Claude Code (Plugin-Installation)

git clone https://github.com/coder-company/agent-autoresearch.git
cd agent-autoresearch
./install.sh --yes --claude

Session neu starten. Alle 13 Befehle sind sofort verfügbar.

Codex CLI

$skill-installer install https://github.com/coder-company/agent-autoresearch

Dann: $autoresearch

OpenCode

git clone https://github.com/coder-company/agent-autoresearch.git
cd agent-autoresearch
./install.sh --yes --opencode

Nutzen: /autoresearch oder /autoresearch_debug.

Aus dem Quellcode

git clone https://github.com/coder-company/agent-autoresearch.git
cd agent-autoresearch
./install.sh

Benötigt die Rust-Toolchain (rustup.rs). Erzeugt eine ca. 3 MB große Binärdatei ohne Laufzeitabhängigkeiten.

Wichtigste Regeln

Eine Änderung pro Runde — atomare Experimente schaffen Kausalität
Erst lesen, dann schreiben — git log und TSV vor der Änderung prüfen
Nur mechanische Verifikation — Befehl ausführen, Zahl auswerten
Automatischer Rollback — git revert HEAD --no-edit bei Fehlschlag
Einfachheit gewinnt — gleiche Metrik + weniger Code = behalten

Vollständige Dokumentation (English)

autoresearch

Motor de iteración autónoma dirigido por objetivos para agentes de programación. Escrito en Rust.

«Define el OBJETIVO → El agente ejecuta el BUCLE → Despiertas con resultados»

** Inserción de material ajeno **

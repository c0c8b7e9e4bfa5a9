//! Wire documents carried on `data:` lines.
//!
//! The endpoint streams OpenAI-style chat completion chunks: each data
//! line holds one JSON document with the next content fragment nested at
//! `choices[0].delta.content`.

use serde::Deserialize;

/// One chat-completion chunk document.
#[derive(Debug, Clone, Deserialize)]
pub struct ChunkPayload {
    #[serde(default)]
    pub choices: Vec<Choice>,
}

/// A single completion choice within a chunk.
#[derive(Debug, Clone, Deserialize)]
pub struct Choice {
    #[serde(default)]
    pub delta: Delta,
}

/// Incremental message delta. `content` is absent on structural events
/// (role announcements, finish markers, keep-alive chunks).
#[derive(Debug, Clone, Default, Deserialize)]
pub struct Delta {
    #[serde(default)]
    pub content: Option<String>,
}

impl ChunkPayload {
    /// Extract the incremental content fragment, if the chunk carries one.
    pub fn into_content(self) -> Option<String> {
        self.choices
            .into_iter()
            .next()
            .and_then(|choice| choice.delta.content)
    }
}
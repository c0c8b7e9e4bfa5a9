//! Conversation messages.

use chrono::{DateTime, Utc};
use serde::{Deserialize, Serialize};
use uuid::Uuid;

/// Role of a message in a conversation.
#[derive(Debug, Clone, Copy, PartialEq, Eq, Serialize, Deserialize)]
#[serde(rename_all = "lowercase")]
pub enum Role {
    User,
    Assistant,
}

/// One message in a conversation.
#[derive(Debug, Clone, PartialEq, Serialize, Deserialize)]
pub struct Message {
    /// Client-generated message id.
    pub id: Uuid,
    /// Role of the message sender.
    pub role: Role,
    /// Content of the message.
    pub content: String,
    /// When the message was created.
    pub created_at: DateTime<Utc>,
}

impl Message {
    /// Create a new message with a fresh id and the current timestamp.
    pub fn new(role: Role, content: impl Into<String>) -> Self {
        Self {
            id: Uuid::new_v4(),
            role,
            content: content.into(),
            created_at: Utc::now(),
        }
    }

    /// Convenience constructor for a user turn.
    pub fn user(content: impl Into<String>) -> Self {
        Self::new(Role::User, content)
    }

    /// Convenience constructor for an assistant turn.
    pub fn assistant(content: impl Into<String>) -> Self {
        Self::new(Role::Assistant, content)
    }
}
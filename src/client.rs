//! HTTP client for the streaming chat backend.
//!
//! Issues the chat completions request and hands the response body to a
//! [`StreamSession`], which decodes it and notifies the observer channel.

use futures_util::StreamExt;
use reqwest::Client;
use tokio::sync::mpsc::UnboundedSender;
use tracing::debug;

use crate::config::Config;
use crate::error::ClientError;
use crate::events::TranscriptUpdate;
use crate::models::ChatRequest;
use crate::stream::StreamSession;

/// Client for the chat completions API.
///
/// Cheap to clone; clones share the underlying connection pool.
#[derive(Debug, Clone)]
pub struct ChatClient {
    /// Base URL for the API.
    pub base_url: String,
    api_key: Option<String>,
    client: Client,
}

impl ChatClient {
    /// Create a client from configuration.
    pub fn new(config: &Config) -> Self {
        Self {
            base_url: config.base_url.clone(),
            api_key: config.api_key.clone(),
            client: Client::new(),
        }
    }

    /// Create a client against a custom base URL without auth.
    pub fn with_base_url(base_url: impl Into<String>) -> Self {
        Self {
            base_url: base_url.into(),
            api_key: None,
            client: Client::new(),
        }
    }

    /// Stream one chat completion.
    ///
    /// Sends a POST to `/v1/chat/completions` and drives the SSE response
    /// through the decoder, delivering one [`TranscriptUpdate`] per data
    /// line on `updates`. Returns the final transcript once the stream
    /// terminates.
    ///
    /// A non-success status fails the session before any update is sent.
    /// Dropping the update receiver cancels the stream; the partial
    /// transcript is returned.
    pub async fn stream_chat(
        &self,
        request: &ChatRequest,
        updates: UnboundedSender<TranscriptUpdate>,
    ) -> Result<String, ClientError> {
        let url = format!("{}/v1/chat/completions", self.base_url);
        debug!(%url, turns = request.messages.len(), "starting chat stream");

        let mut builder = self
            .client
            .post(&url)
            .header("Accept", "text/event-stream")
            .json(request);
        if let Some(key) = &self.api_key {
            builder = builder.bearer_auth(key);
        }

        let response = builder.send().await?;

        if !response.status().is_success() {
            let status = response.status().as_u16();
            let message = response
                .text()
                .await
                .unwrap_or_else(|_| "Unknown error".to_string());
            return Err(ClientError::Server { status, message });
        }

        let chunks = response
            .bytes_stream()
            .map(|result| result.map_err(ClientError::from));
        StreamSession::new().run(chunks, updates).await
    }

    /// Check whether the API is reachable and healthy.
    pub async fn health_check(&self) -> Result<bool, ClientError> {
        let url = format!("{}/v1/health", self.base_url);
        let response = self.client.get(&url).send().await?;
        Ok(response.status().is_success())
    }
}
//! Error types for the chat client.

use thiserror::Error;

/// Errors surfaced to callers of [`ChatClient`](crate::client::ChatClient).
///
/// Only transport-level failures cross this boundary: malformed stream
/// payloads are absorbed by the decoder's rollback policy, and unknown
/// event lines are skipped during classification.
#[derive(Debug, Error)]
pub enum ClientError {
    /// The request could not be sent or the connection broke mid-stream.
    #[error("HTTP error: {0}")]
    Http(#[from] reqwest::Error),

    /// The server answered with a non-success status before streaming began.
    #[error("server error ({status}): {message}")]
    Server { status: u16, message: String },
}
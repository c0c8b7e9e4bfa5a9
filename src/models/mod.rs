//! Data models for conversations and requests.

mod conversation;
mod message;
mod request;

pub use conversation::Conversation;
pub use message::{Message, Role};
pub use request::{ChatRequest, ChatTurn};
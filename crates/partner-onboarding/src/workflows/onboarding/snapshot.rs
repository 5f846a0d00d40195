use serde::Serialize;

use super::approval::AdminReview;
use super::decisions::{FieldVerificationReport, KycApproval, TeleVerificationLog};
use super::domain::{
    ApplicationNumber, ApplicationStatus, DocumentStatus, DocumentType, FieldVisitStatus,
    PartnerCase, PartnerKind,
};
use super::provisioning::UserId;
use super::repository::CaseFile;

#[derive(Debug, Clone, PartialEq, Eq, Serialize)]
pub struct DocumentView {
    pub document_type: DocumentType,
    pub status: DocumentStatus,
    #[serde(skip_serializing_if = "Option::is_none")]
    pub reason: Option<String>,
    #[serde(skip_serializing_if = "Option::is_none")]
    pub url: Option<String>,
}

/// Dashboard projection of one case: status plus every decision record.
#[derive(Debug, Clone, PartialEq, Serialize)]
pub struct ApplicationSnapshot {
    pub application_number: ApplicationNumber,
    pub partner_type: PartnerKind,
    pub applicant_name: String,
    pub status: ApplicationStatus,
    pub status_label: &'static str,
    #[serde(skip_serializing_if = "Option::is_none")]
    pub parked_from: Option<ApplicationStatus>,
    pub documents: Vec<DocumentView>,
    pub documents_verified: bool,
    pub field_assigned_to: Option<String>,
    pub field_visit_status: Option<FieldVisitStatus>,
    pub tele_verification: Option<TeleVerificationLog>,
    pub kyc_approval: Option<KycApproval>,
    pub field_verification: Option<FieldVerificationReport>,
    pub admin_reviews: Vec<AdminReview>,
    pub user_id: Option<UserId>,
    pub revision: u64,
}

impl ApplicationSnapshot {
    pub fn from_case(case: &CaseFile) -> Self {
        let application = &case.application;
        let core = application.core();
        let tracked = core.tracked_status();

        Self {
            application_number: core.application_number.clone(),
            partner_type: application.kind(),
            applicant_name: core.applicant.full_name.clone(),
            status: tracked.current(),
            status_label: tracked.current().label(),
            parked_from: tracked.parked_from(),
            documents: core
                .document_checklist
                .iter()
                .map(|(document, record)| DocumentView {
                    document_type: *document,
                    status: record.status,
                    reason: record.reason.clone(),
                    url: record.url.clone(),
                })
                .collect(),
            documents_verified: application.all_required_verified(),
            field_assigned_to: core.field_assigned_to.clone(),
            field_visit_status: core.field_visit_status,
            tele_verification: case.tele_log.clone(),
            kyc_approval: case.kyc_review.clone(),
            field_verification: case.field_report.clone(),
            admin_reviews: case.admin_reviews.clone(),
            user_id: core.user_id.clone(),
            revision: core.revision,
        }
    }
}
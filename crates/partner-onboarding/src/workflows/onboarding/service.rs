use std::sync::atomic::{AtomicU64, Ordering};
use std::sync::Arc;
use std::time::Duration;

use chrono::{NaiveDate, Utc};
use tracing::info;

use super::approval::{ApprovalError, ApprovalReceipt, ApprovalTransactionEngine, DecisionReceipt};
use super::checklist::{non_blank, resolve_document_type, ChecklistError};
use super::decisions::{
    DecisionError, FieldVerificationInput, FieldVerificationReport, KycApproval, KycApprovalInput,
    StageDecision, StageDecisionRecorder, TeleVerificationInput, TeleVerificationLog,
};
use super::domain::{
    Actor, ActorRole, Application, ApplicationNumber, ApplicationStatus, ApplicationSubmission,
    DocumentRecord, DocumentStatus, DocumentType, PartnerCase,
};
use super::notifications::{
    NotificationDispatcher, NotificationWorker, Notifier, OutboundMessage, RetrySummary,
};
use super::repository::{
    ApplicationRepository, BlobStore, CaseCommit, CaseFile, RepositoryError, StorageError,
};
use super::snapshot::ApplicationSnapshot;
use super::state_machine::{ApplicationStateMachine, IllegalTransition};
use crate::config::OnboardingConfig;

const FIRST_SEQUENCE: u64 = 1001;

/// Error raised by the onboarding service and its stage components.
#[derive(Debug, thiserror::Error)]
pub enum OnboardingError {
    #[error("application '{0}' not found")]
    ApplicationNotFound(ApplicationNumber),
    #[error("invalid submission: {0}")]
    InvalidSubmission(String),
    #[error(transparent)]
    Checklist(#[from] ChecklistError),
    #[error(transparent)]
    Decision(#[from] DecisionError),
    #[error(transparent)]
    Approval(#[from] ApprovalError),
    #[error(transparent)]
    IllegalTransition(#[from] IllegalTransition),
    #[error("role '{role}' may not {action} (status '{current}')")]
    Forbidden {
        role: ActorRole,
        action: &'static str,
        current: ApplicationStatus,
    },
    #[error("application changed concurrently (now '{current}'); reload and retry")]
    ConcurrentUpdate { current: ApplicationStatus },
    #[error(transparent)]
    Storage(#[from] StorageError),
    #[error(transparent)]
    Repository(#[from] RepositoryError),
}

impl OnboardingError {
    /// Canonical status carried by state-guard failures so callers can refresh.
    pub fn current_status(&self) -> Option<ApplicationStatus> {
        match self {
            Self::IllegalTransition(err) => Some(err.current),
            Self::Forbidden { current, .. } => Some(*current),
            Self::ConcurrentUpdate { current } => Some(*current),
            Self::Approval(ApprovalError::AlreadyDecided { current }) => Some(*current),
            Self::Approval(ApprovalError::AlreadyApproved) => Some(ApplicationStatus::Approved),
            _ => None,
        }
    }
}
pub(crate) async fn complete_kyc_handler<R, B, N>(
    State(service): State<SharedService<R, B, N>>,
    Path(number): Path<String>,
    headers: HeaderMap,
) -> Response
where
    R: ApplicationRepository + 'static,
    B: BlobStore + 'static,
    N: Notifier + 'static,
{
    let actor = match actor_from_headers(&headers) {
        Ok(actor) => actor,
        Err(response) => return response,
    };
    let number = ApplicationNumber(number);
    respond(
        StatusCode::OK,
        status_body(service.complete_document_check(&number, &actor)),
    )
}

pub(crate) async fn tele_verification_handler<R, B, N>(
    State(service): State<SharedService<R, B, N>>,
    Path(number): Path<String>,
    headers: HeaderMap,
    Json(request): Json<TeleVerificationRequest>,
) -> Response
where
    R: ApplicationRepository + 'static,
    B: BlobStore + 'static,
    N: Notifier + 'static,
{
    let actor = match actor_from_headers(&headers) {
        Ok(actor) => actor,
        Err(response) => return response,
    };
    let number = ApplicationNumber(number);
    respond(
        StatusCode::OK,
        service.record_tele_verification(&number, &actor, request.decision, request.input),
    )
}

pub(crate) async fn kyc_approval_handler<R, B, N>(
    State(service): State<SharedService<R, B, N>>,
    Path(number): Path<String>,
    headers: HeaderMap,
    Json(request): Json<KycApprovalRequest>,
) -> Response
where
    R: ApplicationRepository + 'static,
    B: BlobStore + 'static,
    N: Notifier + 'static,
{
    let actor = match actor_from_headers(&headers) {
        Ok(actor) => actor,
        Err(response) => return response,
    };
    let number = ApplicationNumber(number);
    respond(
        StatusCode::OK,
        service.record_kyc_approval(&number, &actor, request.decision, request.input),
    )
}

pub(crate) async fn field_visit_handler<R, B, N>(
    State(service): State<SharedService<R, B, N>>,
    Path(number): Path<String>,
    headers: HeaderMap,
) -> Response
where
    R: ApplicationRepository + 'static,
    B: BlobStore + 'static,
    N: Notifier + 'static,
{
    let actor = match actor_from_headers(&headers) {
        Ok(actor) => actor,
        Err(response) => return response,
    };
    let number = ApplicationNumber(number);
    respond(
        StatusCode::OK,
        status_body(service.start_field_visit(&number, &actor)),
    )
}

pub(crate) async fn field_verification_handler<R, B, N>(
    State(service): State<SharedService<R, B, N>>,
    Path(number): Path<String>,
    headers: HeaderMap,
    Json(input): Json<FieldVerificationInput>,
) -> Response
where
    R: ApplicationRepository + 'static,
    B: BlobStore + 'static,
    N: Notifier + 'static,
{
    let actor = match actor_from_headers(&headers) {
        Ok(actor) => actor,
        Err(response) => return response,
    };
    let number = ApplicationNumber(number);
    respond(
        StatusCode::OK,
        service.record_field_verification(&number, &actor, input),
    )
}

pub(crate) async fn resume_handler<R, B, N>(
    State(service): State<SharedService<R, B, N>>,
    Path(number): Path<String>,
    headers: HeaderMap,
) -> Response
where
    R: ApplicationRepository + 'static,
    B: BlobStore + 'static,
    N: Notifier + 'static,
{
    let actor = match actor_from_headers(&headers) {
        Ok(actor) => actor,
        Err(response) => return response,
    };
    let number = ApplicationNumber(number);
    respond(StatusCode::OK, status_body(service.resume(&number, &actor)))
}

English · 中文 · 日本語 · 한국어 · Français · Deutsch · Español · Português · Русский

Cómo funciona

Describes el objetivo  →  El agente confirma la config  →  Dices "adelante"
                                                             │
                                                    ┌────────┴────────┐
                                                    │   Bucle activo   │
                                                    │                  │
                                                    │  1. Leer contexto│
                                                    │  2. Hipótesis    │
                                                    │  3. Modificar UNO│
                                                    │  4. Git commit   │
                                                    │  5. Verificar    │
                                                    │  6. ¿Mejoró?    │
                                                    │     → conservar  │
                                                    │     → revertir   │
                                                    │  7. Registrar    │
                                                    │  8. Siguiente    │
                                                    └─────────────────┘

Cada mejora se acumula. Cada fallo se revierte automáticamente. El progreso se registra en formato TSV. La escalera de escalamiento (Refinar → Pivotar → Búsqueda web → Detener) previene reintentos infinitos.

Comandos

Comando	Función	Iteraciones por defecto
`/autoresearch`	Bucle principal: modificar → verificar → conservar/descartar	25
`/autoresearch:plan`	Asistente interactivo → configuración validada	única
`/autoresearch:debug`	Caza de bugs mediante iteración de hipótesis	15
`/autoresearch:fix`	Corregir errores uno a uno hasta llegar a cero	20
`/autoresearch:security`	Auditoría STRIDE + OWASP con red-team	15
`/autoresearch:ship`	Flujo de lanzamiento en 8 fases	lineal
`/autoresearch:scenario`	Generar casos límite en 12 dimensiones	20
`/autoresearch:predict`	Debate entre 5 expertos	única
`/autoresearch:learn`	Explorar → generar docs → validar → corregir	10
`/autoresearch:reason`	Debate adversarial con jueces ciegos	8
`/autoresearch:probe`	8 personas interrogan los requisitos	15
`/autoresearch:improve`	Investigación de mejoras de producto	20
`/autoresearch:evals`	Análisis de resultados: tendencias y mesetas	única

Inicio rápido

Claude Code (instalación de plugin)

git clone https://github.com/coder-company/agent-autoresearch.git
cd agent-autoresearch
./install.sh --yes --claude

Reinicia tu sesión. Los 13 comandos están disponibles.

Codex CLI

$skill-installer install https://github.com/coder-company/agent-autoresearch

Luego: $autoresearch

OpenCode

git clone https://github.com/coder-company/agent-autoresearch.git
cd agent-autoresearch
./install.sh --yes --opencode

Usa: /autoresearch o /autoresearch_debug.

Desde el código fuente

git clone https://github.com/coder-company/agent-autoresearch.git
cd agent-autoresearch
./install.sh

Requiere la cadena de herramientas de Rust (rustup.rs). Genera un binario de ~3 MB sin dependencias en tiempo de ejecución.

Reglas fundamentales

Un solo cambio por turno — los experimentos atómicos establecen causalidad
Leer antes de escribir — revisar git log y TSV antes de modificar
Solo verificación mecánica — ejecutar el comando, extraer el número
Rollback automático — git revert HEAD --no-edit ante fallos
La simplicidad gana — misma métrica + menos código = conservar

Documentación completa (English)

autoresearch

Moteur d’itération autonome dirigé par objectifs pour agents de programmation. Écrit en Rust.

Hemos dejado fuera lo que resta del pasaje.